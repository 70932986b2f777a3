//! Physics kernel trait definition
//!
//! The grid driver knows nothing about energy or mass balance. It hands each
//! active column to a [`PhysicsKernel`] together with a [`KernelStep`]
//! describing the interval, and trusts the kernel to integrate the column
//! through the full data interval.

use crate::config::{SiteParameters, TimestepLevelId, TimestepSchedule};
use crate::core_types::{ColumnState, ForcingPair, PrecipitationInput};
use thiserror::Error;

/// Failure reported by a kernel for one column
#[derive(Debug, Clone, PartialEq, Error)]
pub enum KernelError {
    /// The integration could not converge even at the finest level.
    #[error("no convergence at the {level} timestep")]
    DidNotConverge { level: TimestepLevelId },

    /// The kernel reached a state it cannot continue from.
    #[error("invalid snowcover state: {0}")]
    InvalidState(String),

    /// Non-zero status from an external kernel.
    #[error("kernel returned status {0}")]
    Code(i32),
}

/// Everything a kernel needs besides the column itself
///
/// Built fresh for each column on each pass. The references point at the
/// pass configuration, which no task can mutate.
#[derive(Debug, Clone, Copy)]
pub struct KernelStep<'a> {
    /// Position of the column in the host's arrays
    pub index: usize,
    /// Forcing at the start and end of the data interval
    pub forcing: ForcingPair,
    pub precip: PrecipitationInput,
    /// Whether precipitation falls this interval (`precip_mass > 0`)
    pub precip_now: bool,
    /// Air pressure at the column's elevation (Pa)
    pub air_pressure: f64,
    pub params: &'a SiteParameters,
    pub schedule: &'a TimestepSchedule,
}

/// Single-column snowpack integrator
///
/// Implementations are shared by every worker at once, so `advance` must be
/// reentrant: all per-column state lives in `column` and `step`.
///
/// On success the kernel must leave `column` with a consistent layer
/// decomposition. On failure whatever it wrote to `column` is discarded.
pub trait PhysicsKernel: Send + Sync {
    /// Integrate one column through one data interval.
    ///
    /// # Errors
    ///
    /// Returns [`KernelError`] when the column cannot be advanced.
    fn advance(&self, column: &mut ColumnState, step: &KernelStep<'_>) -> Result<(), KernelError>;
}

impl<K: PhysicsKernel + ?Sized> PhysicsKernel for &K {
    fn advance(&self, column: &mut ColumnState, step: &KernelStep<'_>) -> Result<(), KernelError> {
        (**self).advance(column, step)
    }
}

impl<K: PhysicsKernel + ?Sized> PhysicsKernel for Box<K> {
    fn advance(&self, column: &mut ColumnState, step: &KernelStep<'_>) -> Result<(), KernelError> {
        (**self).advance(column, step)
    }
}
· · · ·
### TO DO
Give back precisely the lines above that start at the line containing "active column to" and end at the line containing "Implementations are shared", inclusive. No other lines belong in the output.

### EXERCISE RESULT
//! active column to a [`PhysicsKernel`] together with a [`KernelStep`]
//! describing the interval, and trusts the kernel to integrate the column
//! through the full data interval.

use crate::config::{SiteParameters, TimestepLevelId, TimestepSchedule};
use crate::core_types::{ColumnState, ForcingPair, PrecipitationInput};
use thiserror::Error;

/// Failure reported by a kernel for one column
#[derive(Debug, Clone, PartialEq, Error)]
pub enum KernelError {
    /// The integration could not converge even at the finest level.
    #[error("no convergence at the {level} timestep")]
    DidNotConverge { level: TimestepLevelId },

    /// The kernel reached a state it cannot continue from.
    #[error("invalid snowcover state: {0}")]
    InvalidState(String),

    /// Non-zero status from an external kernel.
    #[error("kernel returned status {0}")]
    Code(i32),
}

/// Everything a kernel needs besides the column itself
///
/// Built fresh for each column on each pass. The references point at the
/// pass configuration, which no task can mutate.
#[derive(Debug, Clone, Copy)]
pub struct KernelStep<'a> {
    /// Position of the column in the host's arrays
    pub index: usize,
    /// Forcing at the start and end of the data interval
    pub forcing: ForcingPair,
    pub precip: PrecipitationInput,
    /// Whether precipitation falls this interval (`precip_mass > 0`)
    pub precip_now: bool,
    /// Air pressure at the column's elevation (Pa)
    pub air_pressure: f64,
    pub params: &'a SiteParameters,
    pub schedule: &'a TimestepSchedule,
}

/// Single-column snowpack integrator
///
/// Implementations are shared by every worker at once, so `advance` must be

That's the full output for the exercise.